Brief:
Copy exactly the lines from the one containing "assert_eq!(score, Some(10.0));" through the last line of the records, both included, and nothing more.

==================================================

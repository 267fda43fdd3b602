//! Funding / open-interest / netflow sentiment scoring.

use crate::domain::candle::Timeframe;
use crate::domain::snapshot::MarketSnapshot;

/// Funding rate beyond ±0.03% marks a crowded side
const FUNDING_CROWDED: f64 = 0.0003;
/// Open-interest change considered significant over 24h
const OI_SIGNIFICANT_PCT: f64 = 10.0;
/// 1h bars spanned by the open-interest comparison window
const PRICE_DIRECTION_BARS: usize = 24;

const NETFLOW_POINTS: f64 = 30.0;
const FUNDING_POINTS: f64 = 30.0;
const OI_POINTS: f64 = 10.0;

/// Scores market positioning from auxiliary metrics.
///
/// Missing inputs contribute zero rather than being imputed; when every
/// input is missing the whole score is reported missing so the decision
/// core can renormalize its weights.
#[derive(Debug, Clone, Default)]
pub struct SentimentSubAgent;

impl SentimentSubAgent {
    pub fn new() -> Self {
        Self
    }

    pub fn score(&self, snapshot: &MarketSnapshot) -> (Option<f64>, Vec<String>) {
        let mut details = Vec::new();

        if snapshot.netflow_1h.is_none()
            && snapshot.funding_rate.is_none()
            && snapshot.open_interest.is_none()
        {
            details.push("sentiment: all inputs missing".to_string());
            return (None, details);
        }

        let mut score = 0.0;

        match snapshot.netflow_1h {
            Some(netflow) if netflow > 0.0 => {
                score += NETFLOW_POINTS;
                details.push(format!("institutional inflow {netflow:.0} USD"));
            }
            Some(netflow) if netflow < 0.0 => {
                score -= NETFLOW_POINTS;
                details.push(format!("institutional outflow {netflow:.0} USD"));
            }
            Some(_) => {}
            None => details.push("netflow missing".to_string()),
        }

        match snapshot.funding_rate {
            Some(rate) if rate > FUNDING_CROWDED => {
                score -= FUNDING_POINTS;
                details.push(format!("crowded longs (funding {:.4}%)", rate * 100.0));
            }
            Some(rate) if rate < -FUNDING_CROWDED => {
                score += FUNDING_POINTS;
                details.push(format!("crowded shorts (funding {:.4}%)", rate * 100.0));
            }
            Some(_) => {}
            None => details.push("funding missing".to_string()),
        }

        match snapshot.open_interest {
            Some(oi) if oi.change_pct() > OI_SIGNIFICANT_PCT => {
                // Rising interest amplifies the prevailing price direction
                let direction = price_direction_24h(snapshot);
                if direction != 0 {
                    score += OI_POINTS * direction as f64;
                    details.push(format!(
                        "open interest +{:.1}% with price {}",
                        oi.change_pct(),
                        if direction > 0 { "rising" } else { "falling" }
                    ));
                }
            }
            Some(_) => {}
            None => details.push("open interest missing".to_string()),
        }

        (Some(score.clamp(-100.0, 100.0)), details)
    }
}

/// Sign of the 1h close-to-close change over the OI comparison window
pub(crate) fn price_direction_24h(snapshot: &MarketSnapshot) -> i8 {
    let frame = &snapshot.view(Timeframe::H1).stable;
    let i = frame.last_index();
    if i < PRICE_DIRECTION_BARS {
        return 0;
    }
    let past = frame.close[i - PRICE_DIRECTION_BARS];
    let now = frame.close[i];
    if now > past {
        1
    } else if now < past {
        -1
    } else {
        0
    }
}

#[cfg(test)]
mod tests {
    use super::*;
    use crate::testutil;

    #[test]
    fn inflow_plus_cheap_funding_is_bullish() {
        let mut snap = testutil::snapshot("BTCUSDT");
        snap.netflow_1h = Some(5_000_000.0);
        snap.funding_rate = Some(-0.0005); // crowded shorts
        snap.open_interest = None;

        let (score, details) = SentimentSubAgent::new().score(&snap);
        assert_eq!(score, Some(60.0));
        assert!(details.iter().any(|d| d.contains("inflow")));
    }

    #[test]
    fn crowded_longs_penalized() {
        let mut snap = testutil::snapshot("BTCUSDT");
        snap.netflow_1h = Some(-2_000_000.0);
        snap.funding_rate = Some(0.0006);
        snap.open_interest = None;

        let (score, _) = SentimentSubAgent::new().score(&snap);
        assert_eq!(score, Some(-60.0));
    }

    #[test]
    fn oi_expansion_follows_price_direction() {
        // Fixture closes rise, so 24h price direction is up
        let mut snap = testutil::snapshot("BTCUSDT");
        snap.netflow_1h = Some(0.0);
        snap.funding_rate = Some(0.0);
        snap.open_interest = Some(crate::domain::snapshot::OpenInterest {
            current: 1_200_000.0,
            value_24h_ago: 1_000_000.0,
        });

        assert_eq!(price_direction_24h(&snap), 1);
        let (score, details) = SentimentSubAgent::new().score(&snap);
        assert_eq!(score, Some(10.0));
        assert!(details.iter().any(|d| d.contains("open interest")));
    }

    #[test]
    fn all_inputs_missing_yields_missing_score() {
        let mut snap = testutil::snapshot("BTCUSDT");
        snap.netflow_1h = None;
        snap.funding_rate = None;
        snap.open_interest = None;

        let (score, _) = SentimentSubAgent::new().score(&snap);
        assert!(score.is_none());
    }

    #[test]
    fn partially_missing_inputs_score_zero_not_imputed() {
        let mut snap = testutil::snapshot("BTCUSDT");
        snap.netflow_1h = None;
        snap.funding_rate = Some(0.0);
        snap.open_interest = None;

        let (score, details) = SentimentSubAgent::new().score(&snap);
        assert_eq!(score, Some(0.0));
        assert!(details.iter().any(|d| d.contains("netflow missing")));
    }
}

==================================================

Completed exercise:
        assert_eq!(score, Some(10.0));
        assert!(details.iter().any(|d| d.contains("open interest")));
    }

    #[test]
    fn all_inputs_missing_yields_missing_score() {
        let mut snap = testutil::snapshot("BTCUSDT");
        snap.netflow_1h = None;
        snap.funding_rate = None;
        snap.open_interest = None;

        let (score, _) = SentimentSubAgent::new().score(&snap);
        assert!(score.is_none());
    }

    #[test]
    fn partially_missing_inputs_score_zero_not_imputed() {
        let mut snap = testutil::snapshot("BTCUSDT");
        snap.netflow_1h = None;
        snap.funding_rate = Some(0.0);
        snap.open_interest = None;

        let (score, details) = SentimentSubAgent::new().score(&snap);
        assert_eq!(score, Some(0.0));
        assert!(details.iter().any(|d| d.contains("netflow missing")));
    }
}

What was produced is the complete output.